→ What is required
Up to and including the line that contains "engine's body numbering", reproduce every line exactly, beginning with the first line below.

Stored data
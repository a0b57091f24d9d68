//! # Constants and type definitions for Astrolog
//!
//! This module centralizes the **conversion factors**, **epoch constants**, and **common type
//! aliases** used throughout the `astrolog` crate.
//!
//! ## Overview
//!
//! - Unit conversions (degrees ↔ radians, days and hours ↔ seconds)
//! - Julian-day epoch constants shared by the time and sidereal-time helpers
//! - Core type aliases used across the crate
//! - The minor-planet code offset used by the engine's body numbering

// -------------------------------------------------------------------------------------------------
// Unit conversions and epochs
// -------------------------------------------------------------------------------------------------

/// 2π, useful for trigonometric conversions
pub const DPI: f64 = 2. * std::f64::consts::PI;

/// Number of seconds in a Julian day
pub const SECONDS_PER_DAY: f64 = 86_400.0;

/// Number of seconds in one hour
pub const SECONDS_PER_HOUR: f64 = 3_600.0;

/// MJD epoch of J2000.0 (2000-01-01 12:00:00 TT)
pub const T2000: f64 = 51544.5;

/// Conversion factor between Julian Date and Modified Julian Date
pub const JDTOMJD: f64 = 2400000.5;

/// Degrees → radians
pub const RADEG: f64 = std::f64::consts::PI / 180.0;

/// Offset added to a minor planet catalog number to obtain its engine body code
pub const AST_OFFSET: i32 = 10_000;

// -------------------------------------------------------------------------------------------------
// Type aliases
// -------------------------------------------------------------------------------------------------

/// Angle in degrees
pub type Degree = f64;
/// Angle in radians
pub type Radian = f64;
/// Distance in meters
pub type Meter = f64;
/// Atmospheric pressure in hectopascals (millibars)
pub type HectoPascal = f64;
/// Temperature in degrees Celsius
pub type Celsius = f64;
/// Time of day expressed as fractional hours in `[0, 24)`
pub type FractionalHour = f64;

/// Julian Day number (days, UT)
pub type JulianDay = f64;

/// Modified Julian Date (days)
pub type MJD = f64;
//! Free list of command instances keyed by kind.

use std::collections::{BTreeMap, HashMap};
use std::sync::{Mutex, PoisonError};

use crate::command::{Command, CommandKind, CommandVariant};

/// Snapshot of pool usage.
#[derive(Clone, Debug, Default, PartialEq, Eq)]
pub struct PoolStats {
    /// Idle instances per kind.
    pub idle: BTreeMap<CommandKind, usize>,
    pub acquired: u64,
    /// Acquisitions served from the free list.
    pub reused: u64,
    /// Releases dropped because the free list was full.
    pub discarded: u64,
}

#[derive(Debug, Default)]
struct PoolInner {
    free: HashMap<CommandKind, Vec<Command>>,
    acquired: u64,
    reused: u64,
    discarded: u64,
}

/// Command pool shared across sessions.
///
/// Released commands are recycled (state `Idle`, default parameters, no
/// runtime fields) before they are stored, so an acquired instance never
/// carries anything from its previous use. [`release`](Self::release) takes
/// the command by value: an instance still owned by a running program cannot
/// be handed back.
#[derive(Debug)]
pub struct CommandPool {
    capacity_per_kind: usize,
    inner: Mutex<PoolInner>,
}

impl CommandPool {
    pub fn new(capacity_per_kind: usize) -> Self {
        Self {
            capacity_per_kind,
            inner: Mutex::new(PoolInner::default()),
        }
    }

    pub fn capacity_per_kind(&self) -> usize {
        self.capacity_per_kind
    }

    /// Returns an `Idle` instance of `kind` with default parameters.
    pub fn acquire(&self, kind: CommandKind) -> Command {
        let mut inner = self.lock();
        inner.acquired += 1;
        if let Some(command) = inner.free.get_mut(&kind).and_then(Vec::pop) {
            inner.reused += 1;
            return command;
        }
        drop(inner);
        Command::new(CommandVariant::default_for(kind))
    }

    pub fn release(&self, mut command: Command) {
        command.recycle();
        let mut inner = self.lock();
        let free = inner.free.entry(command.kind()).or_default();
        if free.len() < self.capacity_per_kind {
            free.push(command);
        } else {
            inner.discarded += 1;
        }
    }

    pub fn release_all(&self, commands: impl IntoIterator<Item = Command>) {
        for command in commands {
            self.release(command);
        }
    }

    pub fn idle_count(&self, kind: CommandKind) -> usize {
        self.lock().free.get(&kind).map_or(0, Vec::len)
    }

    pub fn stats(&self) -> PoolStats {
        let inner = self.lock();
        PoolStats {
            idle: inner
                .free
                .iter()
                .filter(|(_, free)| !free.is_empty())
                .map(|(kind, free)| (*kind, free.len()))
                .collect(),
            acquired: inner.acquired,
            reused: inner.reused,
            discarded: inner.discarded,
        }
    }

    fn lock(&self) -> std::sync::MutexGuard<'_, PoolInner> {
        self.inner.lock().unwrap_or_else(PoisonError::into_inner)
    }
}

impl Default for CommandPool {
    fn default() -> Self {
        Self::new(crate::config::InterpreterConfig::DEFAULT_POOL_CAPACITY)
    }
}

#[cfg(test)]
mod tests {
    use super::*;
    use crate::command::ExecutionState;
    use crate::command::kinds::{ShowMessage, Wait};
    use crate::context::{ExecutionContext, InMemoryGameState, RecordingHost};

    #[test]
    fn reused_instance_carries_no_previous_state() {
        let pool = CommandPool::new(4);
        let state = InMemoryGameState::new();
        let host = RecordingHost::new();
        let ctx = ExecutionContext::new(&state, &host, Default::default());

        let mut command = pool.acquire(CommandKind::ShowMessage);
        command.configure(ShowMessage::new("secret").into(), false, "Intro");
        command.execute(&ctx).unwrap();
        assert_eq!(command.state(), ExecutionState::Executing);
        pool.release(command);

        let reused = pool.acquire(CommandKind::ShowMessage);
        assert_eq!(reused.state(), ExecutionState::Idle);
        assert!(reused.is_enabled());
        assert_eq!(reused.name(), "Show Message");
        assert_eq!(
            reused.variant(),
            &CommandVariant::default_for(CommandKind::ShowMessage)
        );
        assert_eq!(pool.stats().reused, 1);
    }

    #[test]
    fn excess_releases_are_discarded() {
        let pool = CommandPool::new(1);
        pool.release(Command::new(Wait::new(3)));
        pool.release(Command::new(Wait::new(5)));

        let stats = pool.stats();
        assert_eq!(stats.idle.get(&CommandKind::Wait), Some(&1));
        assert_eq!(stats.discarded, 1);
    }

    #[test]
    fn empty_pool_constructs_fresh_instances() {
        let pool = CommandPool::new(2);
        let command = pool.acquire(CommandKind::Label);
        assert_eq!(command.kind(), CommandKind::Label);
        let stats = pool.stats();
        assert_eq!((stats.acquired, stats.reused), (1, 0));
    }
}
pub mod command;
pub mod config;
pub mod context;
pub mod error;
pub mod flow;
pub mod interpreter;
pub mod pool;
pub mod program;
pub mod registry;

pub use command::kinds::{
    BreakLoop, Comment, ConditionalBranch, ControlSelfSwitch, ControlSwitches, ControlVariables,
    Else, EndIf, EndLoop, ExitEventProcessing, FadeScreen, JumpToLabel, Label, Loop, Operand,
    ShakeScreen, ShowChoices, ShowMessage, SwitchOperation, TransferPlayer, VariableOperation,
    Wait,
};
pub use command::{
    Command, CommandCategory, CommandError, CommandKind, CommandResult, CommandVariant,
    EventCommand, ExecutionState, FlowControl, Progress, ResumeToken,
};
pub use config::InterpreterConfig;
pub use context::{
    ChoiceHandle, ChoiceRequest, ChoiceResult, Comparison, Condition, ConditionMode, ConditionSet,
    EventHost, ExecutionContext, FadeDirection, GameStateContext, HostEvent, InMemoryGameState,
    MessageHandle, MessageRequest, NullHost, OwnerId, RecordingHost, ScreenEffect,
    TransferRequest,
};
pub use error::{ErrorSeverity, EventError};
pub use flow::{ControlStack, FlowError, LoopFrame, Resolution};
pub use interpreter::{
    Completion, CompletionCallback, CompletionReason, Interpreter, InterpreterError,
    InterpreterServices, InterpreterStatus, TickReport,
};
pub use pool::{CommandPool, PoolStats};
pub use program::{Program, ProgramError};
pub use registry::{
    CommandDescriptor, CommandFactory, CommandRegistry, ExecutionMode, FactoryError,
    filter_commands_by_mode,
};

→ Problem solution
repository a0b57091f24d9d68
//! # Constants and type definitions for Astrolog
//!
//! This module centralizes the **conversion factors**, **epoch constants**, and **common type
//! aliases** used throughout the `astrolog` crate.
//!
//! ## Overview
//!
//! - Unit conversions (degrees ↔ radians, days and hours ↔ seconds)
//! - Julian-day epoch constants shared by the time and sidereal-time helpers
//! - Core type aliases used across the crate
//! - The minor-planet code offset used by the engine's body numbering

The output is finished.